**Data for processing:**
use std::sync::Arc;

use axum::{
    extract::{Path, State},
    http::StatusCode,
    response::{IntoResponse, Response},
    routing::{get, post, put},
    Router,
};
use serde_json::{json, Value};

use super::repository::AssessmentRepository;
use crate::engine::{AlertId, AlertLog, SubjectId};
use crate::error::AppError;
use crate::workflows::crowd::{self, CrowdReadings, CrowdWorkflow};
use crate::workflows::stroke::StrokeWorkflow;

/// Shared state behind the HTTP surface.
pub struct RiskApi<R> {
    stroke: StrokeWorkflow<R>,
    crowd: CrowdWorkflow<R>,
    repository: Arc<R>,
    alerts: Arc<AlertLog>,
}

impl<R> RiskApi<R>
where
    R: AssessmentRepository + 'static,
{
    pub fn new(
        stroke: StrokeWorkflow<R>,
        crowd: CrowdWorkflow<R>,
        repository: Arc<R>,
        alerts: Arc<AlertLog>,
    ) -> Self {
        Self {
            stroke,
            crowd,
            repository,
            alerts,
        }
    }

    pub fn stroke(&self) -> &StrokeWorkflow<R> {
        &self.stroke
    }

    pub fn crowd(&self) -> &CrowdWorkflow<R> {
        &self.crowd
    }

    pub fn alerts(&self) -> &Arc<AlertLog> {
        &self.alerts
    }
}

/// Router builder exposing manual input, recompute, and alert endpoints.
pub fn risk_router<R>(api: Arc<RiskApi<R>>) -> Router
where
    R: AssessmentRepository + 'static,
{
    Router::new()
        .route("/api/v1/stroke/patients/:id", put(update_patient_handler::<R>))
        .route(
            "/api/v1/stroke/patients/:id/import",
            post(import_patient_handler::<R>),
        )
        .route(
            "/api/v1/stroke/patients/:id/tracking",
            post(tracking_handler::<R>),
        )
        .route(
            "/api/v1/stroke/patients/:id/assessment",
            post(stroke_assessment_handler::<R>),
        )
        .route(
            "/api/v1/crowd/sites/:id/readings",
            put(site_readings_handler::<R>),
        )
        .route(
            "/api/v1/crowd/sites/:id/assessment",
            post(crowd_assessment_handler::<R>),
        )
        .route("/api/v1/assessments", get(subjects_handler::<R>))
        .route("/api/v1/assessments/:id", get(latest_handler::<R>))
        .route("/api/v1/alerts", get(alerts_handler::<R>))
        .route("/api/v1/alerts/:id/notify", post(notify_handler::<R>))
        .with_state(api)
}

pub(crate) async fn update_patient_handler<R>(
    State(api): State<Arc<RiskApi<R>>>,
    Path(patient_id): Path<String>,
    axum::Json(body): axum::Json<Value>,
) -> Response
where
    R: AssessmentRepository + 'static,
{
    let outcome = api.stroke.update_profile_json(&SubjectId(patient_id), body);
    (StatusCode::OK, axum::Json(outcome)).into_response()
}

pub(crate) async fn import_patient_handler<R>(
    State(api): State<Arc<RiskApi<R>>>,
    Path(patient_id): Path<String>,
    body: String,
) -> Response
where
    R: AssessmentRepository + 'static,
{
    match api.stroke.import_csv(&SubjectId(patient_id), body.as_bytes()) {
        Ok(outcome) => (StatusCode::OK, axum::Json(outcome)).into_response(),
        Err(error) => AppError::from(error).into_response(),
    }
}

pub(crate) async fn tracking_handler<R>(
    State(api): State<Arc<RiskApi<R>>>,
    Path(patient_id): Path<String>,
    axum::Json(body): axum::Json<Value>,
) -> Response
where
    R: AssessmentRepository + 'static,
{
    let outcome = api.stroke.record_activity_json(&SubjectId(patient_id), body);
    (StatusCode::OK, axum::Json(outcome)).into_response()
}

pub(crate) async fn stroke_assessment_handler<R>(
    State(api): State<Arc<RiskApi<R>>>,
    Path(patient_id): Path<String>,
) -> Response
where
    R: AssessmentRepository + 'static,
{
    let assessment = api.stroke.submit(&SubjectId(patient_id)).await;
    (StatusCode::OK, axum::Json(assessment)).into_response()
}

pub(crate) async fn site_readings_handler<R>(
    State(api): State<Arc<RiskApi<R>>>,
    Path(site_id): Path<String>,
    axum::Json(update): axum::Json<CrowdReadings>,
) -> Response
where
    R: AssessmentRepository + 'static,
{
    let readings = api.crowd.update_readings(&SubjectId(site_id), &update);
    (StatusCode::OK, axum::Json(readings)).into_response()
}

pub(crate) async fn crowd_assessment_handler<R>(
    State(api): State<Arc<RiskApi<R>>>,
    Path(site_id): Path<String>,
) -> Response
where
    R: AssessmentRepository + 'static,
{
    let assessment = api.crowd.assess(&SubjectId(site_id)).await;
    (StatusCode::OK, axum::Json(assessment)).into_response()
}

pub(crate) async fn latest_handler<R>(
    State(api): State<Arc<RiskApi<R>>>,
    Path(subject_id): Path<String>,
) -> Response
where
    R: AssessmentRepository + 'static,
{
    let subject = SubjectId(subject_id);
    match api.repository.latest(&subject) {
        Ok(Some(assessment)) => (StatusCode::OK, axum::Json(assessment)).into_response(),
        Ok(None) => {
            let payload = json!({
                "error": "no assessment recorded",
                "subject_id": subject.0,
            });
            (StatusCode::NOT_FOUND, axum::Json(payload)).into_response()
        }
        Err(error) => {
            let payload = json!({
                "error": error.to_string(),
            });
            (StatusCode::INTERNAL_SERVER_ERROR, axum::Json(payload)).into_response()
        }
    }
}

pub(crate) async fn subjects_handler<R>(State(api): State<Arc<RiskApi<R>>>) -> Response
where
    R: AssessmentRepository + 'static,
{
    match api.repository.subjects() {
        Ok(subjects) => {
            (StatusCode::OK, axum::Json(json!({ "subjects": subjects }))).into_response()
        }
        Err(error) => {
            let payload = json!({
                "error": error.to_string(),
            });
            (StatusCode::INTERNAL_SERVER_ERROR, axum::Json(payload)).into_response()
        }
    }
}

pub(crate) async fn alerts_handler<R>(State(api): State<Arc<RiskApi<R>>>) -> Response
where
    R: AssessmentRepository + 'static,
{
    (StatusCode::OK, axum::Json(api.alerts.all())).into_response()
}

/// Manual delivery. A failed or missing sink still answers 200 with a simulated receipt.
pub(crate) async fn notify_handler<R>(
    State(api): State<Arc<RiskApi<R>>>,
    Path(alert_id): Path<String>,
) -> Response
where
    R: AssessmentRepository + 'static,
{
    let id = AlertId(alert_id);
    let Some(alert) = api.alerts.get(&id) else {
        let payload = json!({
            "error": "alert not found",
            "alert_id": id.0,
        });
        return (StatusCode::NOT_FOUND, axum::Json(payload)).into_response();
    };

    let dispatcher = if alert.snapshot.domain == crowd::profile::DOMAIN {
        api.crowd.service().dispatcher()
    } else {
        api.stroke.service().dispatcher()
    };

    let receipt = dispatcher.deliver(&alert).await;
    let message = receipt.message();
    let payload = json!({
        "receipt": receipt,
        "message": message,
    });
    (StatusCode::OK, axum::Json(payload)).into_response()
}
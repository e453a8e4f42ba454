use thiserror::Error;

#[derive(Debug, Clone, Copy, PartialEq, Eq, Error)]
pub enum CounterError {
    #[error("a pending operation counter must begin with at least one operation")]
    EmptyBegin,
    #[error("completion received with no operation pending")]
    Underflow,
    #[error("counter already reached zero for this walk")]
    AlreadyComplete,
}

/// Fan-out/fan-in join over asynchronous responses.
///
/// The counter holds the number of responses still awaited. Each response is
/// settled with one [`complete_one`](Self::complete_one), followed by a
/// [`fan_out`](Self::fan_out) for the requests it caused, and only then is
/// the counter checked for zero. Checking between the two would report a
/// walk as finished while its children are still being issued.
#[derive(Debug, Clone, PartialEq, Eq)]
pub struct PendingOperationCounter {
    pending: usize,
    finished: bool,
}

impl PendingOperationCounter {
    pub fn begin(n: usize) -> Result<Self, CounterError> {
        if n == 0 {
            return Err(CounterError::EmptyBegin);
        }
        Ok(PendingOperationCounter {
            pending: n,
            finished: false,
        })
    }

    pub fn complete_one(&mut self) -> Result<(), CounterError> {
        if self.finished {
            return Err(CounterError::AlreadyComplete);
        }
        self.pending = self.pending.checked_sub(1).ok_or(CounterError::Underflow)?;
        Ok(())
    }

    pub fn fan_out(&mut self, k: usize) -> Result<(), CounterError> {
        if self.finished {
            return Err(CounterError::AlreadyComplete);
        }
        self.pending += k;
        Ok(())
    }

    /// Marks the walk finished if nothing is pending. Returns `true` exactly
    /// once per counter.
    pub fn check_complete(&mut self) -> bool {
        if self.pending == 0 && !self.finished {
            self.finished = true;
            return true;
        }
        false
    }

    /// One response in the required order: decrement, fan out, then check.
    pub fn settle(&mut self, fan_out: usize) -> Result<bool, CounterError> {
        self.complete_one()?;
        self.fan_out(fan_out)?;
        Ok(self.check_complete())
    }

    pub fn pending(&self) -> usize {
        self.pending
    }

    pub fn is_finished(&self) -> bool {
        self.finished
    }
}
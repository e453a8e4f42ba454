//! Central-side session with a single BLE peripheral: connection lifecycle,
//! a full attribute discovery walk, and read/write/notify dispatch over the
//! discovered tree.

pub mod api;
pub mod config;
pub mod error;
pub mod session;
pub mod uuid;

pub use config::SessionConfig;
pub use error::{Error, ErrorType};
pub use session::{ConnectionSession, ConnectionState, SessionHandle, SessionStatus, spawn_session};

pub type Result<T> = std::result::Result<T, Error>;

**Exercise goal:** The lines to return are those holding the string "config" anywhere in the listing above.

**Answer to the exercise:**
pub mod config;
pub use config::SessionConfig;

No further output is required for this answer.